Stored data
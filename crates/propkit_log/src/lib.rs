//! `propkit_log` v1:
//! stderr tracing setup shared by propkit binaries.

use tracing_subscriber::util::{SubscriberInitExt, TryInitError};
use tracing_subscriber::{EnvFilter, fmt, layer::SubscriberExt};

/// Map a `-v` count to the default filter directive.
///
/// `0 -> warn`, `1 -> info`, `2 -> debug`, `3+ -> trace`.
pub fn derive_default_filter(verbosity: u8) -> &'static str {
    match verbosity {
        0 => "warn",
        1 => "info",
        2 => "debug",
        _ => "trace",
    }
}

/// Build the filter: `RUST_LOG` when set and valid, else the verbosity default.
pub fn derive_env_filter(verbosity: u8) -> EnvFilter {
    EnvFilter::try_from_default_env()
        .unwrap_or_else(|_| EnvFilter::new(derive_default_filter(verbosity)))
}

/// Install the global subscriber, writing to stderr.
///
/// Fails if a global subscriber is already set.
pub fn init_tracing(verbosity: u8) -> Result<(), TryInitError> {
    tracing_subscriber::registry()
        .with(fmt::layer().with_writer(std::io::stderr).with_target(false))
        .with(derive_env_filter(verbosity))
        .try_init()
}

...

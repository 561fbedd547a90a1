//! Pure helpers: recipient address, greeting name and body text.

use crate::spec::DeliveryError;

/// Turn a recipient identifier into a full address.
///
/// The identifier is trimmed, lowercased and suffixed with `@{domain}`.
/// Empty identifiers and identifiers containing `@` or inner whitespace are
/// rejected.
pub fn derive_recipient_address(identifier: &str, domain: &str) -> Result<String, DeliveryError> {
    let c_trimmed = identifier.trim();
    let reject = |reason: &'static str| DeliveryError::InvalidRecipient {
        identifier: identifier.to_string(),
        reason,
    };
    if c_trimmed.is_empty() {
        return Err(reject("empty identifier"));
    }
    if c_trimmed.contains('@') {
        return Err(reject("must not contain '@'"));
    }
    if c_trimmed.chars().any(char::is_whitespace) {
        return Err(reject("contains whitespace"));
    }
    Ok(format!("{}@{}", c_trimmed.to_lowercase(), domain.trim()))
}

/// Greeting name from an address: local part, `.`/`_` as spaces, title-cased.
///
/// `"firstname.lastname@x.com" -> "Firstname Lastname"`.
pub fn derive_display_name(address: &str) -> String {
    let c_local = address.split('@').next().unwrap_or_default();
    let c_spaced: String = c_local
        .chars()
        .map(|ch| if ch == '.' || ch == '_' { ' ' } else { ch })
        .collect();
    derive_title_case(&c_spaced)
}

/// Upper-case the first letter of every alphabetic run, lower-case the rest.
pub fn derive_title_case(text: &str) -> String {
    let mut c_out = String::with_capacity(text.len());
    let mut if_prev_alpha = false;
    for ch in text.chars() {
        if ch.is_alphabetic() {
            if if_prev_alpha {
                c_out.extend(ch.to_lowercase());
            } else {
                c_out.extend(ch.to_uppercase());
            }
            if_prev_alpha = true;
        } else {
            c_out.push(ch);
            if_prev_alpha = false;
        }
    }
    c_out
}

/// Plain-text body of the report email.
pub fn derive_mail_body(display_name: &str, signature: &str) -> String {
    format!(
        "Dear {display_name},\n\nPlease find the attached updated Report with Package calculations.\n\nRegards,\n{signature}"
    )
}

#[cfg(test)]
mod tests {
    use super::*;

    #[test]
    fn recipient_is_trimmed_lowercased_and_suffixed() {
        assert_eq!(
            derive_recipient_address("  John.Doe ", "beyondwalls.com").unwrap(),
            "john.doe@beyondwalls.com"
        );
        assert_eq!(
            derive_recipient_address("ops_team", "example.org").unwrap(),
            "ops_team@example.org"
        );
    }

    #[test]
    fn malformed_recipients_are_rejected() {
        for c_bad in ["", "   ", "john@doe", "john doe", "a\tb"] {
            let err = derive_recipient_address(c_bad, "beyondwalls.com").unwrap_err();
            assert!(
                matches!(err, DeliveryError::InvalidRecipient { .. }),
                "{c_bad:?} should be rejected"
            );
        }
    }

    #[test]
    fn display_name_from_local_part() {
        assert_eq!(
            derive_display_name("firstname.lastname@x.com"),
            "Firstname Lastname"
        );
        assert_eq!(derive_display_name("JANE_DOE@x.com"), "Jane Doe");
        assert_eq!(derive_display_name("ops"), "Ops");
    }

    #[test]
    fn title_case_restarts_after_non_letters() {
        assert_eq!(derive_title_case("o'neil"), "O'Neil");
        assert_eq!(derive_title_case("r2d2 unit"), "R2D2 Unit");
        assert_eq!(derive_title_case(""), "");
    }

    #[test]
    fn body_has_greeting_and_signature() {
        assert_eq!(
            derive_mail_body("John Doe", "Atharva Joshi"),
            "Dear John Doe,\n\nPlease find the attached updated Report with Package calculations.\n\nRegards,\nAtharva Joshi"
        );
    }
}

▶ _Task to carry out_: Your answer should be a single number: the count of lines in the records that contain "calculations".

▶ _Reply to the exercise_: 2